** Work instructions **
For the listing below, report all lines that hold the word "EquipmentTransferHistory".

** Data to use **
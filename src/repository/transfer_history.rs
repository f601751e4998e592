//! Transfer history repository (append-only)

use chrono::{DateTime, Utc};
use sqlx::{FromRow, Pool, Postgres};
use uuid::Uuid;

use crate::{
    error::{AppError, AppResult},
    models::EquipmentTransferHistory,
};

#[derive(Debug, FromRow)]
struct TransferHistoryRow {
    id: Uuid,
    equipment_id: Uuid,
    transfer_type: String,
    old_service_id: Option<String>,
    new_service_id: Option<String>,
    old_hospital_id: Option<String>,
    new_hospital_id: Option<String>,
    description: Option<String>,
    initiated_by_user_id: String,
    initiated_by_name: String,
    created_at: DateTime<Utc>,
}

impl TryFrom<TransferHistoryRow> for EquipmentTransferHistory {
    type Error = AppError;

    fn try_from(row: TransferHistoryRow) -> Result<Self, Self::Error> {
        Ok(EquipmentTransferHistory {
            id: row.id,
            equipment_id: row.equipment_id,
            transfer_type: row.transfer_type.parse()?,
            old_service_id: row.old_service_id,
            new_service_id: row.new_service_id,
            old_hospital_id: row.old_hospital_id,
            new_hospital_id: row.new_hospital_id,
            description: row.description,
            initiated_by_user_id: row.initiated_by_user_id,
            initiated_by_name: row.initiated_by_name,
            created_at: row.created_at,
        })
    }
}

#[derive(Clone)]
pub struct TransferHistoryRepository {
    pool: Pool<Postgres>,
}

impl TransferHistoryRepository {
    pub fn new(pool: Pool<Postgres>) -> Self {
        Self { pool }
    }

    /// Append a transfer record
    pub async fn append(&self, record: &EquipmentTransferHistory) -> AppResult<()> {
        sqlx::query(
            r#"
            INSERT INTO equipment_transfer_history (
                id, equipment_id, transfer_type,
                old_service_id, new_service_id, old_hospital_id, new_hospital_id,
                description, initiated_by_user_id, initiated_by_name, created_at
            ) VALUES ($1, $2, $3, $4, $5, $6, $7, $8, $9, $10, $11)
            "#,
        )
        .bind(record.id)
        .bind(record.equipment_id)
        .bind(record.transfer_type.as_str())
        .bind(&record.old_service_id)
        .bind(&record.new_service_id)
        .bind(&record.old_hospital_id)
        .bind(&record.new_hospital_id)
        .bind(&record.description)
        .bind(&record.initiated_by_user_id)
        .bind(&record.initiated_by_name)
        .bind(record.created_at)
        .execute(&self.pool)
        .await?;
        Ok(())
    }

    /// Transfer history of an equipment, oldest first
    pub async fn list_by_equipment(&self, equipment_id: Uuid) -> AppResult<Vec<EquipmentTransferHistory>> {
        let rows = sqlx::query_as::<_, TransferHistoryRow>(
            "SELECT * FROM equipment_transfer_history WHERE equipment_id = $1 ORDER BY created_at",
        )
        .bind(equipment_id)
        .fetch_all(&self.pool)
        .await?;
        rows.into_iter().map(EquipmentTransferHistory::try_from).collect()
    }
}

** The completed task **
    models::EquipmentTransferHistory,
impl TryFrom<TransferHistoryRow> for EquipmentTransferHistory {
        Ok(EquipmentTransferHistory {
    pub async fn append(&self, record: &EquipmentTransferHistory) -> AppResult<()> {
    pub async fn list_by_equipment(&self, equipment_id: Uuid) -> AppResult<Vec<EquipmentTransferHistory>> {
        rows.into_iter().map(EquipmentTransferHistory::try_from).collect()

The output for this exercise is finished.